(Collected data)
---------------
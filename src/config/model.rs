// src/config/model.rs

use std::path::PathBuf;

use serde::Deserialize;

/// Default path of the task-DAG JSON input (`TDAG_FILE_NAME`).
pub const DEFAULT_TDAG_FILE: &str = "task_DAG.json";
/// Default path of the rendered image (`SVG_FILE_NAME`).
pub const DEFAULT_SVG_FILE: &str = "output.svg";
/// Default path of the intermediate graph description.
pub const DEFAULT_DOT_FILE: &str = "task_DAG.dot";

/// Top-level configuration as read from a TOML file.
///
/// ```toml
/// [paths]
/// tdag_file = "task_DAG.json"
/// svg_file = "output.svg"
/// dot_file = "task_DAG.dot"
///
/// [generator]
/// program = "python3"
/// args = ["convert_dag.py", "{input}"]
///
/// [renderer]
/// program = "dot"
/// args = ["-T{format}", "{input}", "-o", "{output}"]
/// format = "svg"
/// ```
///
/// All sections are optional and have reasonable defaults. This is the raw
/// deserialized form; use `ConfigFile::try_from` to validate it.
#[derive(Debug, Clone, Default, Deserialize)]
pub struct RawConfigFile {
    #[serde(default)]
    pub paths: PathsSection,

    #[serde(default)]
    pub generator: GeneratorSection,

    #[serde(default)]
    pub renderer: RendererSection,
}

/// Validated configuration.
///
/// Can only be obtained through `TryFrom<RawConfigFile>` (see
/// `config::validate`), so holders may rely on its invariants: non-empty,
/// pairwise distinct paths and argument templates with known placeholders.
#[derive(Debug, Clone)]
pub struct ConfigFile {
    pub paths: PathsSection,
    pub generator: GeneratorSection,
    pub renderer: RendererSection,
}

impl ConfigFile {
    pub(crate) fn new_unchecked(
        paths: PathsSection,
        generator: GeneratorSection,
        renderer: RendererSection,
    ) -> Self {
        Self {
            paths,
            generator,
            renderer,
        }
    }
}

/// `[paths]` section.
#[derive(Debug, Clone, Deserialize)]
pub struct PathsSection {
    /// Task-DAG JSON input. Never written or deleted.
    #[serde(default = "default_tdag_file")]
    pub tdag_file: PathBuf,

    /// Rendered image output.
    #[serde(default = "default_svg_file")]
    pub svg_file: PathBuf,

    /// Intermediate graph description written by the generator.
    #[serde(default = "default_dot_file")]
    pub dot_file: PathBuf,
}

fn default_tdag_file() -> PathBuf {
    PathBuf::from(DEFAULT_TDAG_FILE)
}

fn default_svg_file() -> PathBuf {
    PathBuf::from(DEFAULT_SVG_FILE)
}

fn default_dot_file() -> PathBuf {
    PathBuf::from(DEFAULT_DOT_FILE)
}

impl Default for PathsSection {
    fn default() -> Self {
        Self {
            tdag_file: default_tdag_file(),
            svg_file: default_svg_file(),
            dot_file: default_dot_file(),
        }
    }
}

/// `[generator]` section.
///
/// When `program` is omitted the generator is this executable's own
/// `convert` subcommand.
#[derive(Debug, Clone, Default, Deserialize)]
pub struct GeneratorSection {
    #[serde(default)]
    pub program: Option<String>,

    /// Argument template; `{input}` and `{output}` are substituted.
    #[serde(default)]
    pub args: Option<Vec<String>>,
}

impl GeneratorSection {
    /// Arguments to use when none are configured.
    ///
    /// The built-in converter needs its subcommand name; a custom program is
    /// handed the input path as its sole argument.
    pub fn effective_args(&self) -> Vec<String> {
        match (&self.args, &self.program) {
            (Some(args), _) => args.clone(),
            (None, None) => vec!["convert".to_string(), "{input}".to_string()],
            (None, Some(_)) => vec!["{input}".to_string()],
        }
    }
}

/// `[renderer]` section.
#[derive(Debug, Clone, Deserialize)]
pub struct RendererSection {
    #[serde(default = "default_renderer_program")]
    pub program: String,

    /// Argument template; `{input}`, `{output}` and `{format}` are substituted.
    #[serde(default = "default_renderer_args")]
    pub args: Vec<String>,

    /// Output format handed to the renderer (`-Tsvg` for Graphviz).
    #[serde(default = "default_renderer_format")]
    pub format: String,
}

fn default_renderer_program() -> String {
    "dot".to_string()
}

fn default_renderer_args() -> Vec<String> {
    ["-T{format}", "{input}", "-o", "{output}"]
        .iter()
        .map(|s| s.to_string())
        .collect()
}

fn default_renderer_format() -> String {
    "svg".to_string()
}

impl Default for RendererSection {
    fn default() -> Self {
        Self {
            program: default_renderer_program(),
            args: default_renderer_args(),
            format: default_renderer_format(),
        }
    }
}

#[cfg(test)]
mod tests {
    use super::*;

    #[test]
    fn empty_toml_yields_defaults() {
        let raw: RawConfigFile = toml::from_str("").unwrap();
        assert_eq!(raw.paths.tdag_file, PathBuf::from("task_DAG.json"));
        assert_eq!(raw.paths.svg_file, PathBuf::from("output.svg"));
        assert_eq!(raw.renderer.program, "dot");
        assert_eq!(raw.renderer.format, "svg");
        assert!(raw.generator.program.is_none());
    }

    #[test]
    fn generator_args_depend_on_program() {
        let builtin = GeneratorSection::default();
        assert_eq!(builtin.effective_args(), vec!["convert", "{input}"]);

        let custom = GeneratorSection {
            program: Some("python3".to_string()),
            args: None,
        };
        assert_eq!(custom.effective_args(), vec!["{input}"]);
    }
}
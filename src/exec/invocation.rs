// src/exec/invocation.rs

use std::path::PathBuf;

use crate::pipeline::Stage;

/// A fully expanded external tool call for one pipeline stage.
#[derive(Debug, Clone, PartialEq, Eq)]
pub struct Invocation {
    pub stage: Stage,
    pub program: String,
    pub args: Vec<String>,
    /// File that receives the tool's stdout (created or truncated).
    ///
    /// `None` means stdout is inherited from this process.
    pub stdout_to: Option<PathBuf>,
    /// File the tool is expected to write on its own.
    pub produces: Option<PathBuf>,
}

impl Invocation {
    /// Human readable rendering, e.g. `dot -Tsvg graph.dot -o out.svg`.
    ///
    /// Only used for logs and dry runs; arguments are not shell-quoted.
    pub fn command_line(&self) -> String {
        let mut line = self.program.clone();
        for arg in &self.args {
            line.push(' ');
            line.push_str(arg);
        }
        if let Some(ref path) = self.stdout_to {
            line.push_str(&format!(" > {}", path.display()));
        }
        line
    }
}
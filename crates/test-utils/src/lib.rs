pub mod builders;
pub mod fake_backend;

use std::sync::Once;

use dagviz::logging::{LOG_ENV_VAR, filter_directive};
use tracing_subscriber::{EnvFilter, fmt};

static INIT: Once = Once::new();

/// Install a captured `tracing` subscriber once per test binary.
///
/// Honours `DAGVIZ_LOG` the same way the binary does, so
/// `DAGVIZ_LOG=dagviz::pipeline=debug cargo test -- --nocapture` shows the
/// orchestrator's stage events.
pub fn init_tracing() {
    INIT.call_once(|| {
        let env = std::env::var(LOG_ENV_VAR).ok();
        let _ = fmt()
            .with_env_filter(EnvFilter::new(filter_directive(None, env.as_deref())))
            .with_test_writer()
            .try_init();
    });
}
---------------
EXERCISE → Repeat the entries exactly, leaving nothing out.

SOLUTION →
filename src/config/model.rs
// src/config/model.rs

use std::path::PathBuf;

use serde::Deserialize;

/// Default path of the task-DAG JSON input (`TDAG_FILE_NAME`).
pub const DEFAULT_TDAG_FILE: &str = "task_DAG.json";
/// Default path of the rendered image (`SVG_FILE_NAME`).
pub const DEFAULT_SVG_FILE: &str = "output.svg";
/// Default path of the intermediate graph description.
pub const DEFAULT_DOT_FILE: &str = "task_DAG.dot";

/// Top-level configuration as read from a TOML file.
///
/// ```toml
/// [paths]
/// tdag_file = "task_DAG.json"
/// svg_file = "output.svg"
/// dot_file = "task_DAG.dot"
///
/// [generator]
/// program = "python3"
/// args = ["convert_dag.py", "{input}"]
///
/// [renderer]
/// program = "dot"
/// args = ["-T{format}", "{input}", "-o", "{output}"]
/// format = "svg"
/// ```
///
/// All sections are optional and have reasonable defaults. This is the raw
/// deserialized form; use `ConfigFile::try_from` to validate it.
#[derive(Debug, Clone, Default, Deserialize)]
pub struct RawConfigFile {
    #[serde(default)]
    pub paths: PathsSection,

    #[serde(default)]
    pub generator: GeneratorSection,

    #[serde(default)]
    pub renderer: RendererSection,
}

/// Validated configuration.
///
/// Can only be obtained through `TryFrom<RawConfigFile>` (see
/// `config::validate`), so holders may rely on its invariants: non-empty,
/// pairwise distinct paths and argument templates with known placeholders.
#[derive(Debug, Clone)]
pub struct ConfigFile {
    pub paths: PathsSection,
    pub generator: GeneratorSection,
    pub renderer: RendererSection,
}

impl ConfigFile {
    pub(crate) fn new_unchecked(
        paths: PathsSection,
        generator: GeneratorSection,
        renderer: RendererSection,
    ) -> Self {
        Self {
            paths,
            generator,
            renderer,
        }
    }
}

/// `[paths]` section.
#[derive(Debug, Clone, Deserialize)]
pub struct PathsSection {
    /// Task-DAG JSON input. Never written or deleted.
    #[serde(default = "default_tdag_file")]
    pub tdag_file: PathBuf,

    /// Rendered image output.
    #[serde(default = "default_svg_file")]
    pub svg_file: PathBuf,

    /// Intermediate graph description written by the generator.
    #[serde(default = "default_dot_file")]
    pub dot_file: PathBuf,
}

fn default_tdag_file() -> PathBuf {
    PathBuf::from(DEFAULT_TDAG_FILE)
}

fn default_svg_file() -> PathBuf {
    PathBuf::from(DEFAULT_SVG_FILE)
}

fn default_dot_file() -> PathBuf {
    PathBuf::from(DEFAULT_DOT_FILE)
}

impl Default for PathsSection {
    fn default() -> Self {
        Self {
            tdag_file: default_tdag_file(),
            svg_file: default_svg_file(),
            dot_file: default_dot_file(),
        }
    }
}

/// `[generator]` section.
///
/// When `program` is omitted the generator is this executable's own
/// `convert` subcommand.
#[derive(Debug, Clone, Default, Deserialize)]
pub struct GeneratorSection {
    #[serde(default)]
    pub program: Option<String>,

    /// Argument template; `{input}` and `{output}` are substituted.
    #[serde(default)]
    pub args: Option<Vec<String>>,
}

impl GeneratorSection {
    /// Arguments to use when none are configured.
    ///
    /// The built-in converter needs its subcommand name; a custom program is
    /// handed the input path as its sole argument.
    pub fn effective_args(&self) -> Vec<String> {
        match (&self.args, &self.program) {
            (Some(args), _) => args.clone(),
            (None, None) => vec!["convert".to_string(), "{input}".to_string()],
            (None, Some(_)) => vec!["{input}".to_string()],
        }
    }
}

/// `[renderer]` section.
#[derive(Debug, Clone, Deserialize)]
pub struct RendererSection {
    #[serde(default = "default_renderer_program")]
    pub program: String,

    /// Argument template; `{input}`, `{output}` and `{format}` are substituted.
    #[serde(default = "default_renderer_args")]
    pub args: Vec<String>,

    /// Output format handed to the renderer (`-Tsvg` for Graphviz).
    #[serde(default = "default_renderer_format")]
    pub format: String,
}

fn default_renderer_program() -> String {
    "dot".to_string()
}

fn default_renderer_args() -> Vec<String> {
    ["-T{format}", "{input}", "-o", "{output}"]
        .iter()
        .map(|s| s.to_string())
        .collect()
}

fn default_renderer_format() -> String {
    "svg".to_string()
}

impl Default for RendererSection {
    fn default() -> Self {
        Self {
            program: default_renderer_program(),
            args: default_renderer_args(),
            format: default_renderer_format(),
        }
    }
}

#[cfg(test)]
mod tests {
    use super::*;

    #[test]
    fn empty_toml_yields_defaults() {
        let raw: RawConfigFile = toml::from_str("").unwrap();
        assert_eq!(raw.paths.tdag_file, PathBuf::from("task_DAG.json"));
        assert_eq!(raw.paths.svg_file, PathBuf::from("output.svg"));
        assert_eq!(raw.renderer.program, "dot");
        assert_eq!(raw.renderer.format, "svg");
        assert!(raw.generator.program.is_none());
    }

    #[test]
    fn generator_args_depend_on_program() {
        let builtin = GeneratorSection::default();
        assert_eq!(builtin.effective_args(), vec!["convert", "{input}"]);

        let custom = GeneratorSection {
            program: Some("python3".to_string()),
            args: None,
        };
        assert_eq!(custom.effective_args(), vec!["{input}"]);
    }
}
filename src/exec/invocation.rs
// src/exec/invocation.rs

use std::path::PathBuf;

use crate::pipeline::Stage;

/// A fully expanded external tool call for one pipeline stage.
#[derive(Debug, Clone, PartialEq, Eq)]
pub struct Invocation {
    pub stage: Stage,
    pub program: String,
    pub args: Vec<String>,
    /// File that receives the tool's stdout (created or truncated).
    ///
    /// `None` means stdout is inherited from this process.
    pub stdout_to: Option<PathBuf>,
    /// File the tool is expected to write on its own.
    pub produces: Option<PathBuf>,
}

impl Invocation {
    /// Human readable rendering, e.g. `dot -Tsvg graph.dot -o out.svg`.
    ///
    /// Only used for logs and dry runs; arguments are not shell-quoted.
    pub fn command_line(&self) -> String {
        let mut line = self.program.clone();
        for arg in &self.args {
            line.push(' ');
            line.push_str(arg);
        }
        if let Some(ref path) = self.stdout_to {
            line.push_str(&format!(" > {}", path.display()));
        }
        line
    }
}
filename crates/test-utils/src/lib.rs
pub mod builders;
pub mod fake_backend;

use std::sync::Once;

use dagviz::logging::{LOG_ENV_VAR, filter_directive};
use tracing_subscriber::{EnvFilter, fmt};

static INIT: Once = Once::new();

/// Install a captured `tracing` subscriber once per test binary.
///
/// Honours `DAGVIZ_LOG` the same way the binary does, so
/// `DAGVIZ_LOG=dagviz::pipeline=debug cargo test -- --nocapture` shows the
/// orchestrator's stage events.
pub fn init_tracing() {
    INIT.call_once(|| {
        let env = std::env::var(LOG_ENV_VAR).ok();
        let _ = fmt()
            .with_env_filter(EnvFilter::new(filter_directive(None, env.as_deref())))
            .with_test_writer()
            .try_init();
    });
}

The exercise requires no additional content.